Stored items:
⁂
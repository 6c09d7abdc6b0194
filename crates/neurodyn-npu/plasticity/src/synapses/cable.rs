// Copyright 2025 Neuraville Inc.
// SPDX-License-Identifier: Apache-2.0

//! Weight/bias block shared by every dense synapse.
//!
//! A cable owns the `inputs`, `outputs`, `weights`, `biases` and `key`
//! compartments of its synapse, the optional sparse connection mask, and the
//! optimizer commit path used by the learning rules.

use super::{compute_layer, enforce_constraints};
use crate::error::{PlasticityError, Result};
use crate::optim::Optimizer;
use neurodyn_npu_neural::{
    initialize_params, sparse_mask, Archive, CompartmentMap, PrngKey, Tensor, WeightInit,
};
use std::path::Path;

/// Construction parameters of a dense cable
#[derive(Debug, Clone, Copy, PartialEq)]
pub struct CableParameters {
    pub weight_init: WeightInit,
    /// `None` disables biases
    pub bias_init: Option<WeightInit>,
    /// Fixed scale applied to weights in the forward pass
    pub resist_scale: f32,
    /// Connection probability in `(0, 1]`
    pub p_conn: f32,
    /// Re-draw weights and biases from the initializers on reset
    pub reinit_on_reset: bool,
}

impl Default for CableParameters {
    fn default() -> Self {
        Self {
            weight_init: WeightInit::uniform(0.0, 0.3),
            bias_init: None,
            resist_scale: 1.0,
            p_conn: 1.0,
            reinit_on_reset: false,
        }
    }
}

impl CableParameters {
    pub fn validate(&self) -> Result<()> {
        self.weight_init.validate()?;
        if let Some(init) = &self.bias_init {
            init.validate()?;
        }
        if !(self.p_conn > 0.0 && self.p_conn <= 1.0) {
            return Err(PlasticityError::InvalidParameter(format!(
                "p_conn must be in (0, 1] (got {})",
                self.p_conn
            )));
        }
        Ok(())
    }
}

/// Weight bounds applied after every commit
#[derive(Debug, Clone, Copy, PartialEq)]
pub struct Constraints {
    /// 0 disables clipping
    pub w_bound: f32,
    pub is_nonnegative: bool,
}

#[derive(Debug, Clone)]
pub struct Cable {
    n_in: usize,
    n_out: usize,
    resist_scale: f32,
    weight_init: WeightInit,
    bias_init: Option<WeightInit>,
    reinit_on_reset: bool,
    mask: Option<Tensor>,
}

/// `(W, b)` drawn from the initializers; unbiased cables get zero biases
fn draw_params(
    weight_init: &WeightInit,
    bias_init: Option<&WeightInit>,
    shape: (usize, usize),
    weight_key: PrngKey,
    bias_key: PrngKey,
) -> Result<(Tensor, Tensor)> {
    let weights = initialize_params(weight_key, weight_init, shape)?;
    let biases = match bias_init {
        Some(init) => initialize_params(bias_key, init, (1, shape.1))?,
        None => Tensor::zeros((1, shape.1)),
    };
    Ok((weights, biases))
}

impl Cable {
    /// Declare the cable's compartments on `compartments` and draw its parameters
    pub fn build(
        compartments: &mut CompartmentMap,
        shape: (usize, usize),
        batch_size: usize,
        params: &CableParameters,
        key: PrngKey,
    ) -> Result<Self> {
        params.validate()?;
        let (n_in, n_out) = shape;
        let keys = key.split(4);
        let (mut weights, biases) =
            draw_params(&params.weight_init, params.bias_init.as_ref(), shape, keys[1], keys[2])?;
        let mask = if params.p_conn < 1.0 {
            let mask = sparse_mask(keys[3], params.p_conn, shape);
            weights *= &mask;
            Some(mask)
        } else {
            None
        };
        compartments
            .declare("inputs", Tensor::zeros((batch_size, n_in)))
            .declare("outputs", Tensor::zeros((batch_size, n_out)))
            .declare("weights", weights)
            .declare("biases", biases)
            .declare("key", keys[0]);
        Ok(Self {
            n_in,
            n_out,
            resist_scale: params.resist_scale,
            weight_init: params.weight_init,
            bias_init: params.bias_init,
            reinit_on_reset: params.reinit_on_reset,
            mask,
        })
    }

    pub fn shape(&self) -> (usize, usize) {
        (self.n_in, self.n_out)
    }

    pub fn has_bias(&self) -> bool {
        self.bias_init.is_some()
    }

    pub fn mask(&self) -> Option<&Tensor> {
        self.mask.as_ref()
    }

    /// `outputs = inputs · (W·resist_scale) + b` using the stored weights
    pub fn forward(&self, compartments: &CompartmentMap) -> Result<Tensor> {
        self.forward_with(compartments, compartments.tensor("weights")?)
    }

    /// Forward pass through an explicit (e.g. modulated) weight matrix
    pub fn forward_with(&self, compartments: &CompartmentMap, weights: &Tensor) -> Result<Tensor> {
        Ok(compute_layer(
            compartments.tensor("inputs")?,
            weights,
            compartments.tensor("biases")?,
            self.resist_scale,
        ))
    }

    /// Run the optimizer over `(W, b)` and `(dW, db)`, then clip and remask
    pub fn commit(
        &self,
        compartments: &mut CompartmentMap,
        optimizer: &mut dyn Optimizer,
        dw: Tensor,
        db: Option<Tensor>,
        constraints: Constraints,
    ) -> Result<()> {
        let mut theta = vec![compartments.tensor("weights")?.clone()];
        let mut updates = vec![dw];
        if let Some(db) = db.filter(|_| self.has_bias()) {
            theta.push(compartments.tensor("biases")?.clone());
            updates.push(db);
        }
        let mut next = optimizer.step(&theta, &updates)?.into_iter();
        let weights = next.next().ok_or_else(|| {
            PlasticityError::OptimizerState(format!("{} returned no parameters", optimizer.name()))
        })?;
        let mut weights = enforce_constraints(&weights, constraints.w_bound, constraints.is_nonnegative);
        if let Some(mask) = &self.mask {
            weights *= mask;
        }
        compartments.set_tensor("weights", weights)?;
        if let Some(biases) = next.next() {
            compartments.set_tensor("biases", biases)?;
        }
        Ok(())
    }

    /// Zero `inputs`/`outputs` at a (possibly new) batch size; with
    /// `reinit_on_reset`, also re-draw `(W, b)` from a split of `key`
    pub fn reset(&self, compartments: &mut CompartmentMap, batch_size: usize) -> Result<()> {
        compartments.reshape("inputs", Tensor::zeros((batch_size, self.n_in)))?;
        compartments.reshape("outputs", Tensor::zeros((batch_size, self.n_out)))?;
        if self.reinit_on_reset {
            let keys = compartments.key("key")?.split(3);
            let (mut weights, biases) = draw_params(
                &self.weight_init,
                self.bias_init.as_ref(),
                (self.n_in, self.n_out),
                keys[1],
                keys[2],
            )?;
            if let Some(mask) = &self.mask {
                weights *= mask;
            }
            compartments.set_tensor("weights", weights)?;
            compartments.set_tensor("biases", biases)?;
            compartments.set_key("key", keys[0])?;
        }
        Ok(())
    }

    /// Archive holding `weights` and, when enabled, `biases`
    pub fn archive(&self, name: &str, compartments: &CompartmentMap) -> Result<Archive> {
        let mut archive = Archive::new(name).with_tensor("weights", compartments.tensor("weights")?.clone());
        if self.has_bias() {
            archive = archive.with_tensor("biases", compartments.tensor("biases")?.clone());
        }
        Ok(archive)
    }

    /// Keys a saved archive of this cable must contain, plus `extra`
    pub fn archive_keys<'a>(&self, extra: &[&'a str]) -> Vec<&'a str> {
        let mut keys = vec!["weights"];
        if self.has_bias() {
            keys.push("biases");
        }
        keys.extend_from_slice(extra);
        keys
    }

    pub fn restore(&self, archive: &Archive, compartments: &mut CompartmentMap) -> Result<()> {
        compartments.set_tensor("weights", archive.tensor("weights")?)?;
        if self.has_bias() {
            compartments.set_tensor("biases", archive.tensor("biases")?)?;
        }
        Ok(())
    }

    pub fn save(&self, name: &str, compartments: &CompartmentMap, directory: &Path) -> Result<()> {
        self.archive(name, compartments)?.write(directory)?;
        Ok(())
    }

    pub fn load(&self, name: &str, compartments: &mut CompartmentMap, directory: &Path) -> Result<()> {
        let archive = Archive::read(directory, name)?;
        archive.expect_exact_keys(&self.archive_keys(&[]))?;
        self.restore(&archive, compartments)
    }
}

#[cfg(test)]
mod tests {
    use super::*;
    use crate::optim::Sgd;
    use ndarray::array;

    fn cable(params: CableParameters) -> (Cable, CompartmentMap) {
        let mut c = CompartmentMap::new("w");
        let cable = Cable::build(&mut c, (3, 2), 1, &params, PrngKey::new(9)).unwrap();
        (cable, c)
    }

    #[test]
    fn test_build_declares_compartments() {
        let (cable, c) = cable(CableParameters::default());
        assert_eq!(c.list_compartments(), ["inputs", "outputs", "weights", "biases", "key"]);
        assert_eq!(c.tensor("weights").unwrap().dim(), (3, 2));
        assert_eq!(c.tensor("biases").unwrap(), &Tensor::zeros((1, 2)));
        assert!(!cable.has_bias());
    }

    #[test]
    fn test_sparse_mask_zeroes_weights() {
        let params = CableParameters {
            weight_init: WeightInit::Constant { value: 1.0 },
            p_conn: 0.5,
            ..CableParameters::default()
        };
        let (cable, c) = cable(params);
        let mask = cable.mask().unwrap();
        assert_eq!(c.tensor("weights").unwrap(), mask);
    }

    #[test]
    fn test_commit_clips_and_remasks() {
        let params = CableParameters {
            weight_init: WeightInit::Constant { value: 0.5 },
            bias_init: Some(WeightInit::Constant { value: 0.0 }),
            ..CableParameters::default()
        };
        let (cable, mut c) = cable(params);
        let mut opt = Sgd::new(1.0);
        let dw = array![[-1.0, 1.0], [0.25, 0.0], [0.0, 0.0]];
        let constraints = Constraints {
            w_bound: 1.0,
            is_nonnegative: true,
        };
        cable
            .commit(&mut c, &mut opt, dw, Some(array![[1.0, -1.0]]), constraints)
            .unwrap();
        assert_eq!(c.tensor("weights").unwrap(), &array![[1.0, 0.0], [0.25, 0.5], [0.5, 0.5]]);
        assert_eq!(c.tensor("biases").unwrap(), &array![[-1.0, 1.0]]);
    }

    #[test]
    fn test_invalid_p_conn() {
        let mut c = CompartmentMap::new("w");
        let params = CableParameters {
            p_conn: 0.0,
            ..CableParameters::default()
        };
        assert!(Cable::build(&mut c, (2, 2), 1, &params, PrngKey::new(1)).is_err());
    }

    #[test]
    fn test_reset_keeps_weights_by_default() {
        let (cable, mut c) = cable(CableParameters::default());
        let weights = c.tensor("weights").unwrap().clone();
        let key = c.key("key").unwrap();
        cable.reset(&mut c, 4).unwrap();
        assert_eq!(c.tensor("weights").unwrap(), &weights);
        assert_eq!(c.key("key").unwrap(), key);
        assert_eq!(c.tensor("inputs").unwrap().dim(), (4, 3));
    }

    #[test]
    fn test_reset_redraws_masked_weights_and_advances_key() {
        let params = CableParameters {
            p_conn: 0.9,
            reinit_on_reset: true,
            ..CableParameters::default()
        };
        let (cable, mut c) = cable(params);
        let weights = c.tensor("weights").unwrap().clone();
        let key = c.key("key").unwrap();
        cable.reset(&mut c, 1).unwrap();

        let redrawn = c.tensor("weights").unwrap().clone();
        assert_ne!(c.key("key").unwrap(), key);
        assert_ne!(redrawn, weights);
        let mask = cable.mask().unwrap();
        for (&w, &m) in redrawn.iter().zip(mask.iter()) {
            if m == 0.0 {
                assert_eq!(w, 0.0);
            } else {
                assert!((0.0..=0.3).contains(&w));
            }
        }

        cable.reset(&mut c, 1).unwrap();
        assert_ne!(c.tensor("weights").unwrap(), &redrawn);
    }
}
⁂
About this task
Tally the lines in this data that hold the word "push" and state only the count.

Result
3